# PROBLEM DETAILS
Write out again each line of the material below, unchanged, from the first one to the line that holds "hand the same".
** THE RECORDS follows **
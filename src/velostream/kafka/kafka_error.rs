use crate::velostream::serialization::SerializationError;

/// Unified error type for Kafka producer and consumer operations
///
/// Cloneable so that a resolved [`DeliveryHandle`](super::DeliveryHandle) can
/// hand the same failure to every caller of `get()`.
#[derive(Debug, Clone, thiserror::Error)]
pub enum KafkaClientError {
    /// No broker reachable at the configured bootstrap servers
    #[error("Unable to connect to brokers '{brokers}': {message}")]
    Connection { brokers: String, message: String },

    /// Record bytes could not be decoded; carries the offending bytes
    #[error(
        "Failed to decode {field} of record {topic}[{partition}]@{offset} ({} bytes): {source}",
        .bytes.as_ref().map_or(0, Vec::len)
    )]
    Decode {
        topic: String,
        partition: i32,
        offset: i64,
        /// `"key"` or `"value"`
        field: &'static str,
        bytes: Option<Vec<u8>>,
        #[source]
        source: SerializationError,
    },

    /// Outbound key or value could not be encoded
    #[error("Serialization error: {0}")]
    Encode(#[from] SerializationError),

    /// The broker rejected or never acknowledged a send
    #[error("Failed to send record to topic '{topic}': {message}")]
    Send { topic: String, message: String },

    /// Invalid client configuration
    #[error("Configuration error: {message}")]
    Config { message: String },

    /// The consumer or producer has been closed
    #[error("Client has been closed")]
    Closed,

    /// Broker side failure not covered by the other variants
    #[error("Broker error: {message}")]
    Broker { message: String },

    /// Underlying Kafka library error
    #[cfg(feature = "kafka")]
    #[error("Kafka error: {0}")]
    KafkaError(#[from] rdkafka::error::KafkaError),
}

impl KafkaClientError {
    pub fn connection(brokers: impl Into<String>, message: impl Into<String>) -> Self {
        KafkaClientError::Connection {
            brokers: brokers.into(),
            message: message.into(),
        }
    }

    pub fn config(message: impl Into<String>) -> Self {
        KafkaClientError::Config {
            message: message.into(),
        }
    }

    pub fn broker(message: impl Into<String>) -> Self {
        KafkaClientError::Broker {
            message: message.into(),
        }
    }

    pub fn send(topic: impl Into<String>, message: impl Into<String>) -> Self {
        KafkaClientError::Send {
            topic: topic.into(),
            message: message.into(),
        }
    }
}

/// Type alias for producer operations
pub type ProducerError = KafkaClientError;

/// Type alias for consumer operations
pub type ConsumerError = KafkaClientError;

pub type Result<T, E = KafkaClientError> = std::result::Result<T, E>;
//! Dynamic value type carried by Kafka records
//!
//! `Value` is what the consumer hands back after decoding and what the
//! producer accepts before encoding. It plays the same role `FieldValue`
//! plays for SQL records: one closed set of shapes that every codec knows
//! how to write, so codecs can be swapped at runtime behind a trait object.

use super::SerializationError;
use serde::{Deserialize, Serialize};
use std::collections::BTreeMap;
use std::fmt;

/// An in-process value that can cross the wire through any codec.
///
/// `Null` doubles as the tombstone sentinel: a record without a key or
/// payload decodes to `Value::Null`.
#[derive(Debug, Clone, PartialEq, Default, Serialize, Deserialize)]
pub enum Value {
    #[default]
    Null,
    Boolean(bool),
    Integer(i64),
    Float(f64),
    String(String),
    Bytes(Vec<u8>),
    Array(Vec<Value>),
    Map(BTreeMap<String, Value>),
}

impl Value {
    /// Short name of the variant, used in error messages
    pub fn type_name(&self) -> &'static str {
        match self {
            Value::Null => "null",
            Value::Boolean(_) => "boolean",
            Value::Integer(_) => "integer",
            Value::Float(_) => "float",
            Value::String(_) => "string",
            Value::Bytes(_) => "bytes",
            Value::Array(_) => "array",
            Value::Map(_) => "map",
        }
    }

    pub fn is_null(&self) -> bool {
        matches!(self, Value::Null)
    }

    pub fn as_bool(&self) -> Option<bool> {
        match self {
            Value::Boolean(b) => Some(*b),
            _ => None,
        }
    }

    pub fn as_i64(&self) -> Option<i64> {
        match self {
            Value::Integer(i) => Some(*i),
            _ => None,
        }
    }

    pub fn as_f64(&self) -> Option<f64> {
        match self {
            Value::Float(f) => Some(*f),
            Value::Integer(i) => Some(*i as f64),
            _ => None,
        }
    }

    pub fn as_str(&self) -> Option<&str> {
        match self {
            Value::String(s) => Some(s),
            _ => None,
        }
    }

    pub fn as_bytes(&self) -> Option<&[u8]> {
        match self {
            Value::Bytes(b) => Some(b),
            _ => None,
        }
    }

    pub fn as_array(&self) -> Option<&[Value]> {
        match self {
            Value::Array(items) => Some(items),
            _ => None,
        }
    }

    pub fn as_map(&self) -> Option<&BTreeMap<String, Value>> {
        match self {
            Value::Map(entries) => Some(entries),
            _ => None,
        }
    }

    /// Look up a key when this value is a map
    pub fn get(&self, key: &str) -> Option<&Value> {
        self.as_map().and_then(|m| m.get(key))
    }

    /// Convert any serde-serializable type into a `Value`.
    ///
    /// Goes through the JSON data model, so the result follows the same
    /// rules as [`JsonCodec`](super::JsonCodec): integers that fit in `i64`
    /// stay integers, structs become maps.
    pub fn from_serialize<T: Serialize>(value: &T) -> Result<Value, SerializationError> {
        let json = serde_json::to_value(value)
            .map_err(|e| SerializationError::json_error("Failed to convert to value", e))?;
        Ok(super::json_codec::from_json_value(json))
    }

    /// Convert this value into any serde-deserializable type.
    pub fn deserialize_into<T: for<'de> Deserialize<'de>>(&self) -> Result<T, SerializationError> {
        let json = super::json_codec::to_json_value(self)?;
        serde_json::from_value(json)
            .map_err(|e| SerializationError::json_error("Failed to convert from value", e))
    }
}

impl fmt::Display for Value {
    fn fmt(&self, f: &mut fmt::Formatter<'_>) -> fmt::Result {
        match self {
            Value::Null => write!(f, "null"),
            Value::Boolean(b) => write!(f, "{}", b),
            Value::Integer(i) => write!(f, "{}", i),
            Value::Float(x) => write!(f, "{}", x),
            Value::String(s) => write!(f, "{:?}", s),
            Value::Bytes(b) => write!(f, "<{} bytes>", b.len()),
            Value::Array(items) => {
                write!(f, "[")?;
                for (i, item) in items.iter().enumerate() {
                    if i > 0 {
                        write!(f, ", ")?;
                    }
                    write!(f, "{}", item)?;
                }
                write!(f, "]")
            }
            Value::Map(entries) => {
                write!(f, "{{")?;
                for (i, (k, v)) in entries.iter().enumerate() {
                    if i > 0 {
                        write!(f, ", ")?;
                    }
                    write!(f, "{:?}: {}", k, v)?;
                }
                write!(f, "}}")
            }
        }
    }
}

impl From<bool> for Value {
    fn from(b: bool) -> Self {
        Value::Boolean(b)
    }
}

impl From<i32> for Value {
    fn from(i: i32) -> Self {
        Value::Integer(i as i64)
    }
}

impl From<i64> for Value {
    fn from(i: i64) -> Self {
        Value::Integer(i)
    }
}

impl From<u32> for Value {
    fn from(i: u32) -> Self {
        Value::Integer(i as i64)
    }
}

impl From<f64> for Value {
    fn from(f: f64) -> Self {
        Value::Float(f)
    }
}

impl From<&str> for Value {
    fn from(s: &str) -> Self {
        Value::String(s.to_string())
    }
}

impl From<String> for Value {
    fn from(s: String) -> Self {
        Value::String(s)
    }
}

impl From<Vec<u8>> for Value {
    fn from(b: Vec<u8>) -> Self {
        Value::Bytes(b)
    }
}

impl From<&[u8]> for Value {
    fn from(b: &[u8]) -> Self {
        Value::Bytes(b.to_vec())
    }
}

impl From<Vec<Value>> for Value {
    fn from(items: Vec<Value>) -> Self {
        Value::Array(items)
    }
}

impl From<BTreeMap<String, Value>> for Value {
    fn from(entries: BTreeMap<String, Value>) -> Self {
        Value::Map(entries)
    }
}

impl<T: Into<Value>> From<Option<T>> for Value {
    fn from(opt: Option<T>) -> Self {
        opt.map(Into::into).unwrap_or(Value::Null)
    }
}

impl<K: Into<String>, V: Into<Value>> FromIterator<(K, V)> for Value {
    fn from_iter<I: IntoIterator<Item = (K, V)>>(iter: I) -> Self {
        Value::Map(
            iter.into_iter()
                .map(|(k, v)| (k.into(), v.into()))
                .collect(),
        )
    }
}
** End of THE RECORDS **
# WRITTEN REPLY
filename src/velostream/kafka/kafka_error.rs
use crate::velostream::serialization::SerializationError;

/// Unified error type for Kafka producer and consumer operations
///
/// Cloneable so that a resolved [`DeliveryHandle`](super::DeliveryHandle) can
/// hand the same failure to every caller of `get()`.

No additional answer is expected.